▶ Task instructions:
Find the line in the entries below that contains "be shown verbatim.". Repeat it exactly, and every line after it through the line that contains "pub type Result<T>".

Material for this task Start Marker

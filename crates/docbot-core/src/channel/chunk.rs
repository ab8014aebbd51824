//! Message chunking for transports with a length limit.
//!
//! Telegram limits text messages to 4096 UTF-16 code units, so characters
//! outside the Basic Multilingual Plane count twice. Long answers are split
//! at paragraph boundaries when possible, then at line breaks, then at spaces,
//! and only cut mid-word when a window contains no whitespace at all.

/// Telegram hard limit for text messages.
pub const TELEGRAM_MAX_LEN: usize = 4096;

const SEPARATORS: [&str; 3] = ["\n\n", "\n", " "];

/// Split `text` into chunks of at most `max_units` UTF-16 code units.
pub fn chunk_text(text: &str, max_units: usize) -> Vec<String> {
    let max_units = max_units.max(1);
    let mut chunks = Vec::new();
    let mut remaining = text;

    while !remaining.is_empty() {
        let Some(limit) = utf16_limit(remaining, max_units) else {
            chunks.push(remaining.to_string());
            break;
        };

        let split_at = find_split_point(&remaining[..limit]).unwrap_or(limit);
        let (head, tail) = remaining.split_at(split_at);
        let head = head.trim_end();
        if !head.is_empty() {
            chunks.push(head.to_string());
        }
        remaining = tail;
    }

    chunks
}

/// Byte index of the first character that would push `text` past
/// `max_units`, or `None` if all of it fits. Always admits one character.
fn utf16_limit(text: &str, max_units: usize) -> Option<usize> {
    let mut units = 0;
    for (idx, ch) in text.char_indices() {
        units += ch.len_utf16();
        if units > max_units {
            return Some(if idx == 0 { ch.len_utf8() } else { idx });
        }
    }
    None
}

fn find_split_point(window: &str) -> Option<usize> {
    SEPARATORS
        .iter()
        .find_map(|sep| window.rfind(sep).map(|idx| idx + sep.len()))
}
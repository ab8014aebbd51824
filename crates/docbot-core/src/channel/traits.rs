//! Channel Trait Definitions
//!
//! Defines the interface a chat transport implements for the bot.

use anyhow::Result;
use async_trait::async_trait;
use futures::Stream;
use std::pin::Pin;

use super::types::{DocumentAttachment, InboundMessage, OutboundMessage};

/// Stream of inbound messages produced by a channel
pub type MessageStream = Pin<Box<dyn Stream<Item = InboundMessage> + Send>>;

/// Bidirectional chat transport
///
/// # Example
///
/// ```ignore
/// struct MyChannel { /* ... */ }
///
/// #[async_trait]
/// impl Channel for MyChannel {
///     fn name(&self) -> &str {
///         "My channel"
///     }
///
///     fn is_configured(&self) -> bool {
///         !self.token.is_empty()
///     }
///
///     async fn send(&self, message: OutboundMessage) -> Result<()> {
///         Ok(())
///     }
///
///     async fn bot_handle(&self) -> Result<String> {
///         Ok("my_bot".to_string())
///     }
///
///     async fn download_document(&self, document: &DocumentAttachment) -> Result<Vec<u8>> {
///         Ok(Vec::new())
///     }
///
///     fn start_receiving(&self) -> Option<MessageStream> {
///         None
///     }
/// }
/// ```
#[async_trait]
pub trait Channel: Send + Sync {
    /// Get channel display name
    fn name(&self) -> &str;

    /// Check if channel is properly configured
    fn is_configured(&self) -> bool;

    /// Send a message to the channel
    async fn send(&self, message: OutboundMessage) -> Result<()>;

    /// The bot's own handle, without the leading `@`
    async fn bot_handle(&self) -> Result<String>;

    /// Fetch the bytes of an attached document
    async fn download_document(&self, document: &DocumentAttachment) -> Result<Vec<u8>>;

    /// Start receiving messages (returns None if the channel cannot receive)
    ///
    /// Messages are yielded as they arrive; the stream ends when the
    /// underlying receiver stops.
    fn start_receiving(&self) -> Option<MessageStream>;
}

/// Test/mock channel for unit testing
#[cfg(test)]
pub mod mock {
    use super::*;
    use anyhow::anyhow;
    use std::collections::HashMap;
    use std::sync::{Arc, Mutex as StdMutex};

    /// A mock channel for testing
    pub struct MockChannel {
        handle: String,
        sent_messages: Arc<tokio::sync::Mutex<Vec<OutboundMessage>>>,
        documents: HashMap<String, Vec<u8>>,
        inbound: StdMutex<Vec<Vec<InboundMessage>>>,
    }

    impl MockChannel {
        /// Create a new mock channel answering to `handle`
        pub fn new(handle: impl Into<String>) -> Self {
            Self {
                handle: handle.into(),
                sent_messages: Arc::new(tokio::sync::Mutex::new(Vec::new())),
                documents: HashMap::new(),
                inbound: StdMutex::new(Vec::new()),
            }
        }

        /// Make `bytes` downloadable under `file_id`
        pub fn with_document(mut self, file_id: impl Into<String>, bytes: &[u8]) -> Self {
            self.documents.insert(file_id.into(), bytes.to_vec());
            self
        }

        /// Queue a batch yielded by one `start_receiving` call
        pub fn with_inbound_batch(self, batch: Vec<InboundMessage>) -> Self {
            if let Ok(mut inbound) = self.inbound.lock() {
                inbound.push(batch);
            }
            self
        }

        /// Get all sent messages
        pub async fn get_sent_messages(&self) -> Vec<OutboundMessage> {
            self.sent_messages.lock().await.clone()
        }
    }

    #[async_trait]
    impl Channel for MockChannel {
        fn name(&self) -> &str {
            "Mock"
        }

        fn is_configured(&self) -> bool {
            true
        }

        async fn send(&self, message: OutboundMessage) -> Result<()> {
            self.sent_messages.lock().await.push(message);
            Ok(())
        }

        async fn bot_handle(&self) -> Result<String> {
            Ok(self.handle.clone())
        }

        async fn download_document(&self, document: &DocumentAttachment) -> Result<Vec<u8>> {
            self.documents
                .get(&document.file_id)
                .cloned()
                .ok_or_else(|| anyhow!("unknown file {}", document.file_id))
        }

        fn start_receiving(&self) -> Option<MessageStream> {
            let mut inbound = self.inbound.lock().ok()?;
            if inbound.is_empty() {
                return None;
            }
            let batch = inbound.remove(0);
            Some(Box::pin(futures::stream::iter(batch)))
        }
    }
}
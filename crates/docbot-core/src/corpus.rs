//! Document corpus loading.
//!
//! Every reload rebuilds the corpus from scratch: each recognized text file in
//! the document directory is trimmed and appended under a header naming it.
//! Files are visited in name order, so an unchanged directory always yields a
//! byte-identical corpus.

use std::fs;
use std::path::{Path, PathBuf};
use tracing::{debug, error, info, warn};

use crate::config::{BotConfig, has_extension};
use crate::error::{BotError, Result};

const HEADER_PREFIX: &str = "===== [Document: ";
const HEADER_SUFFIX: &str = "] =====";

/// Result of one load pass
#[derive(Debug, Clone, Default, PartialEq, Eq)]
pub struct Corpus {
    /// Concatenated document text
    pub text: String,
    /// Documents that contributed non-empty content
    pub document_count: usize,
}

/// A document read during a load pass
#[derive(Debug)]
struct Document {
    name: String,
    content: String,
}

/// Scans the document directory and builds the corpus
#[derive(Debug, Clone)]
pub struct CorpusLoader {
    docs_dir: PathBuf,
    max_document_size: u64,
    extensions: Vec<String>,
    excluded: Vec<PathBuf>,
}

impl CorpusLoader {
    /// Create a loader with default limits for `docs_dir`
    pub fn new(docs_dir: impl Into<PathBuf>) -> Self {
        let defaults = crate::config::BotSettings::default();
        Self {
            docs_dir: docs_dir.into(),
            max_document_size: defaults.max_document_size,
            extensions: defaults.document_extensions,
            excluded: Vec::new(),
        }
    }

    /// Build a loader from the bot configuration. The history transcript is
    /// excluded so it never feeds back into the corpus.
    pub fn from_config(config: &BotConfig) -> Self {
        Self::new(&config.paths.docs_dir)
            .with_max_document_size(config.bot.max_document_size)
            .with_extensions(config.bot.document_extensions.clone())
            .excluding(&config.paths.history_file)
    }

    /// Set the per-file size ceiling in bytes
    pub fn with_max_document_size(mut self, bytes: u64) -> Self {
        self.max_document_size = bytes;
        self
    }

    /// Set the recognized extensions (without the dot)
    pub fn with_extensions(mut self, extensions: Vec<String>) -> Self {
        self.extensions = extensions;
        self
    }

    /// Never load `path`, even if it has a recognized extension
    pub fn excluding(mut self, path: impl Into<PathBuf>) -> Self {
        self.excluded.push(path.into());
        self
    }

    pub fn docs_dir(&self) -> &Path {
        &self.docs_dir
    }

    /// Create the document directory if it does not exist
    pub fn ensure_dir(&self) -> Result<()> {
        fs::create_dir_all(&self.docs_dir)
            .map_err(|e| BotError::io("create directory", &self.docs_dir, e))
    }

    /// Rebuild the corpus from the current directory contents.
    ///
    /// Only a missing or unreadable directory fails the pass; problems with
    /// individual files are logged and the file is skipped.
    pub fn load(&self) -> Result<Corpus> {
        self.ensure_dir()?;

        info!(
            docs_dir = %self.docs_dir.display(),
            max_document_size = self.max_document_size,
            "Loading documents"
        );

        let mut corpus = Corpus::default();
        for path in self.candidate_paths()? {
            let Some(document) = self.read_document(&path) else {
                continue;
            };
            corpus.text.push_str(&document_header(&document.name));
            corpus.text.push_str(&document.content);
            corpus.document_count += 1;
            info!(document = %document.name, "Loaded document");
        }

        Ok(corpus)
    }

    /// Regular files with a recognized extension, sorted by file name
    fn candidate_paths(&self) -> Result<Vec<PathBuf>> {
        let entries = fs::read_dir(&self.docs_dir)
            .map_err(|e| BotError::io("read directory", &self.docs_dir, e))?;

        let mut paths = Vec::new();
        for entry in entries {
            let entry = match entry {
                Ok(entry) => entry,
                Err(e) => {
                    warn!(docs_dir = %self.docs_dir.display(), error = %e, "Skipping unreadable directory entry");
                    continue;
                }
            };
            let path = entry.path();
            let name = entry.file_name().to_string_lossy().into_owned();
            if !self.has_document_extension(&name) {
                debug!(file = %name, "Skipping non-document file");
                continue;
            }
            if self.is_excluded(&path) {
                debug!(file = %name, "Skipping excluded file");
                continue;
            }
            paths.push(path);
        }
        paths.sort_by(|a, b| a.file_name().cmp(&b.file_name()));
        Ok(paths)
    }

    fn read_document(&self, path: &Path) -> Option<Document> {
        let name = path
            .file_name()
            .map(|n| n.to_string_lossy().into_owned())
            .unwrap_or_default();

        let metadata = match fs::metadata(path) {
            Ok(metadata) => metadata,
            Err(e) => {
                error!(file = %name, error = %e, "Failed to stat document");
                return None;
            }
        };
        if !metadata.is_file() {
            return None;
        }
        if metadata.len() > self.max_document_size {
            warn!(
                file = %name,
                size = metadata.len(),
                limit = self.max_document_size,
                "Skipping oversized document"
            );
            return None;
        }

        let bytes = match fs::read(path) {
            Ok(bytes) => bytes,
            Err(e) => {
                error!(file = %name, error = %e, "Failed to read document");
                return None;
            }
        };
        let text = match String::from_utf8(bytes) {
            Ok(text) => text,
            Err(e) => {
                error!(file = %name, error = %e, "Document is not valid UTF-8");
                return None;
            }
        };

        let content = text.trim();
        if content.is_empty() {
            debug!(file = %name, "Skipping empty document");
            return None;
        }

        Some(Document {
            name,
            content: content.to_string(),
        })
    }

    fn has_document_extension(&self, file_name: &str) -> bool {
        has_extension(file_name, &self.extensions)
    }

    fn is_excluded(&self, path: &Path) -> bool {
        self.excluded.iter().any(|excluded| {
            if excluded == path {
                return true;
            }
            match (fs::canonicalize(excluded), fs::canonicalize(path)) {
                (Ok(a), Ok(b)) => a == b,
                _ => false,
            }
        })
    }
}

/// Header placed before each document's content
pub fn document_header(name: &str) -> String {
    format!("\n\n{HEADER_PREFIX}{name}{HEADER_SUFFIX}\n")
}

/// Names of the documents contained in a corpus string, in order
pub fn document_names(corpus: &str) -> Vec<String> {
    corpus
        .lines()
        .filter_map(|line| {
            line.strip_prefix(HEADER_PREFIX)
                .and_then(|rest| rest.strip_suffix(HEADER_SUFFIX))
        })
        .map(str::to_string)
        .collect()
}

Material for this task End Marker
Material for this task Start Marker

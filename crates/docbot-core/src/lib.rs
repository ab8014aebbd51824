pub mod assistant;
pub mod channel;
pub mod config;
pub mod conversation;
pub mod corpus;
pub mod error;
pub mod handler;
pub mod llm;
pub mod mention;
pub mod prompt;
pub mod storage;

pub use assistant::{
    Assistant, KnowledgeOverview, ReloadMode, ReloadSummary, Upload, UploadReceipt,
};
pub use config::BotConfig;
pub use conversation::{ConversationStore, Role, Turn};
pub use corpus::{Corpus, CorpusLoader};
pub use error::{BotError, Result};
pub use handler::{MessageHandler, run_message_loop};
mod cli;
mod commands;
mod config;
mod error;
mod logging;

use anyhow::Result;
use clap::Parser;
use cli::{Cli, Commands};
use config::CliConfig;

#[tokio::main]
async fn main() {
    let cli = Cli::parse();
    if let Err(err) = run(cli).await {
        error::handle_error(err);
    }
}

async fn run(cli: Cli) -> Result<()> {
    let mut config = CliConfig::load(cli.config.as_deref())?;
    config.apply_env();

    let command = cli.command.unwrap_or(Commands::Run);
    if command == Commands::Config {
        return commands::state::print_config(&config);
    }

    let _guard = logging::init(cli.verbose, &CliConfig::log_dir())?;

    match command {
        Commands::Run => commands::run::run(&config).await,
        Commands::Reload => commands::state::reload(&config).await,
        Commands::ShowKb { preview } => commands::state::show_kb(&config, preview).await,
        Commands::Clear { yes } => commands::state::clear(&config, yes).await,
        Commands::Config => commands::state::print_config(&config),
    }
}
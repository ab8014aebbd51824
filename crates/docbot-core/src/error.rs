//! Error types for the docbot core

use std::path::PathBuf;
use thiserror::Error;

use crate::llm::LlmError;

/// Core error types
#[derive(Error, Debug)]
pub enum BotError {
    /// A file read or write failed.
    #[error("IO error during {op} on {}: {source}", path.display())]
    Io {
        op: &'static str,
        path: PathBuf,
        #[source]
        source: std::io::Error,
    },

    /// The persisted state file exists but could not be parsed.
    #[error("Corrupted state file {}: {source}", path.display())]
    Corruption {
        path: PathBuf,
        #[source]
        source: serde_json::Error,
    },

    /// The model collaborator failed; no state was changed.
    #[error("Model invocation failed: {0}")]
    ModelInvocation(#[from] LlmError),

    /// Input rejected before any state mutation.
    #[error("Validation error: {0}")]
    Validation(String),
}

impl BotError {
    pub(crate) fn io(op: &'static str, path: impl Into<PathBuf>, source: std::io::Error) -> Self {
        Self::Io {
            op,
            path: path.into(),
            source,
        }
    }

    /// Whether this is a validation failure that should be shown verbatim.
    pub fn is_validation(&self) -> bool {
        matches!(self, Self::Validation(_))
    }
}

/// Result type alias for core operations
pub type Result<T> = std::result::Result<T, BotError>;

Material for this task End Marker
Material for this task Start Marker

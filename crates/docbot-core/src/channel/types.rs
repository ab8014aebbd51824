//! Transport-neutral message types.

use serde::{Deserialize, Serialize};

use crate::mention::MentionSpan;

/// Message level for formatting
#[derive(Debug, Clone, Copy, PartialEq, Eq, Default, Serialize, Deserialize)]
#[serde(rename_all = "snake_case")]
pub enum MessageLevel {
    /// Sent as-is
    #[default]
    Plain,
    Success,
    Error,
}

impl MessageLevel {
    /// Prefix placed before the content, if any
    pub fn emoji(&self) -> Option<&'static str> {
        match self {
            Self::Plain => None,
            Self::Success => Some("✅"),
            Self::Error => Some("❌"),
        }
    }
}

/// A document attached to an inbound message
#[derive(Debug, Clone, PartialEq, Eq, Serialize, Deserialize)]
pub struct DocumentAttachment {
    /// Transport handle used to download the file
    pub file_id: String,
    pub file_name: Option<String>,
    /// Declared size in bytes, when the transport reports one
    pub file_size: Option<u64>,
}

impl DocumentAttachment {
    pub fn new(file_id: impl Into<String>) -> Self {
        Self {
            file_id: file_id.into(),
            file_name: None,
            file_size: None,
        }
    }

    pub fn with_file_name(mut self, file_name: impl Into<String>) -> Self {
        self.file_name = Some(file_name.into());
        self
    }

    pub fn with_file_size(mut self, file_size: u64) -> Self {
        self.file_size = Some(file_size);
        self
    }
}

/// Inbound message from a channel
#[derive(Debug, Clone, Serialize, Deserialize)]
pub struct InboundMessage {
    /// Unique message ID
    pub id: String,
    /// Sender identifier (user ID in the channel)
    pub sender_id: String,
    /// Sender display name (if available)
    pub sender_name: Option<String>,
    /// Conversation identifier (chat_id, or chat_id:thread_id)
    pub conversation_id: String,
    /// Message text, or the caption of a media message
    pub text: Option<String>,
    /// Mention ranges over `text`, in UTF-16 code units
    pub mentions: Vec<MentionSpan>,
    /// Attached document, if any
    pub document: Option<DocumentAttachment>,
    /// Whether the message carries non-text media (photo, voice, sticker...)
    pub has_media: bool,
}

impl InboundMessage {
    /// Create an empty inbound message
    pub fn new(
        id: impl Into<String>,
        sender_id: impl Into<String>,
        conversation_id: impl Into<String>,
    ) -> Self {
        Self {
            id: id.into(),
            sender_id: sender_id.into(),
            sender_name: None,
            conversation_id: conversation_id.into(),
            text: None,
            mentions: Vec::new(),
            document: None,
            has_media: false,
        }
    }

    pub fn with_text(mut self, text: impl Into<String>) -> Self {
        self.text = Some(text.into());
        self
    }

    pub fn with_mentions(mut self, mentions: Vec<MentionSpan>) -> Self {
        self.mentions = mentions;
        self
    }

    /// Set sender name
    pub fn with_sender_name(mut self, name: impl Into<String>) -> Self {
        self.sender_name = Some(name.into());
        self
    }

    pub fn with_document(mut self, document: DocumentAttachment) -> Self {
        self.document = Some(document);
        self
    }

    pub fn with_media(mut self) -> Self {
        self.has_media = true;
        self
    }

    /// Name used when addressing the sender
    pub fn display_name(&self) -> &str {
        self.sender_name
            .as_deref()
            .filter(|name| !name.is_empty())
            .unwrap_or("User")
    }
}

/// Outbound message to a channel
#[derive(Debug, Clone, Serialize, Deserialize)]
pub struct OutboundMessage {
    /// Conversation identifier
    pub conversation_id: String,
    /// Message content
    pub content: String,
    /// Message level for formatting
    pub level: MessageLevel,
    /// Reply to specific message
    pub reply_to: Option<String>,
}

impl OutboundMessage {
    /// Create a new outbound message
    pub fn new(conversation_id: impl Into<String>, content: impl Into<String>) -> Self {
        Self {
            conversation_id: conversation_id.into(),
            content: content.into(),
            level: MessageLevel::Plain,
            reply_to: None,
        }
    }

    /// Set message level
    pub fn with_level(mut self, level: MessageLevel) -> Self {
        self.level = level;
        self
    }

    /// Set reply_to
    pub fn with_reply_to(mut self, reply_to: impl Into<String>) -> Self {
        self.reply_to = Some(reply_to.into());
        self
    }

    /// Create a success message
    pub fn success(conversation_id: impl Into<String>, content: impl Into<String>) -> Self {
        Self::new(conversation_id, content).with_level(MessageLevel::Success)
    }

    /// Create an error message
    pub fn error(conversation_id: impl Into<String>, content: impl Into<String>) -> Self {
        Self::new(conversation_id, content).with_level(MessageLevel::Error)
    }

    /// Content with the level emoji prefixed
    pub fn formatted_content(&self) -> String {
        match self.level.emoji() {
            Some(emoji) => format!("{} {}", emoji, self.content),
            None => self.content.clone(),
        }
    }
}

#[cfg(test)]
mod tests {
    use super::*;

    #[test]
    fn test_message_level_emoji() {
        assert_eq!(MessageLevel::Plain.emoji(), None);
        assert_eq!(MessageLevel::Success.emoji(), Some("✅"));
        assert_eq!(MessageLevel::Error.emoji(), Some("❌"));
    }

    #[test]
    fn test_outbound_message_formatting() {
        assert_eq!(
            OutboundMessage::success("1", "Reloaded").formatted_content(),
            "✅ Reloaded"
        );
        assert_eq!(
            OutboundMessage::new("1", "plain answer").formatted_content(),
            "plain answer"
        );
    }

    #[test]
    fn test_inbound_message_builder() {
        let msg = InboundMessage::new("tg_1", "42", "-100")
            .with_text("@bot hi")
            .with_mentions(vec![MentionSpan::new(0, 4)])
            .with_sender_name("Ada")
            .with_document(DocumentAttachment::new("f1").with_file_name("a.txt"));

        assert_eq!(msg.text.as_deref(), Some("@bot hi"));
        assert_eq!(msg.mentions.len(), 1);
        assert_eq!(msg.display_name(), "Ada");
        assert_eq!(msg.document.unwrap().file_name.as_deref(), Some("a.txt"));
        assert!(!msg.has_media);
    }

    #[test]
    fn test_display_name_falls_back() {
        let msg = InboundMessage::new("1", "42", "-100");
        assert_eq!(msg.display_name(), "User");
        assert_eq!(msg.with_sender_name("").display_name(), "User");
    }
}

Material for this task End Marker

▶ Response for this exercise:
    /// Whether this is a validation failure that should be shown verbatim.
    pub fn is_validation(&self) -> bool {
        matches!(self, Self::Validation(_))
    }
}

/// Result type alias for core operations
pub type Result<T> = std::result::Result<T, BotError>;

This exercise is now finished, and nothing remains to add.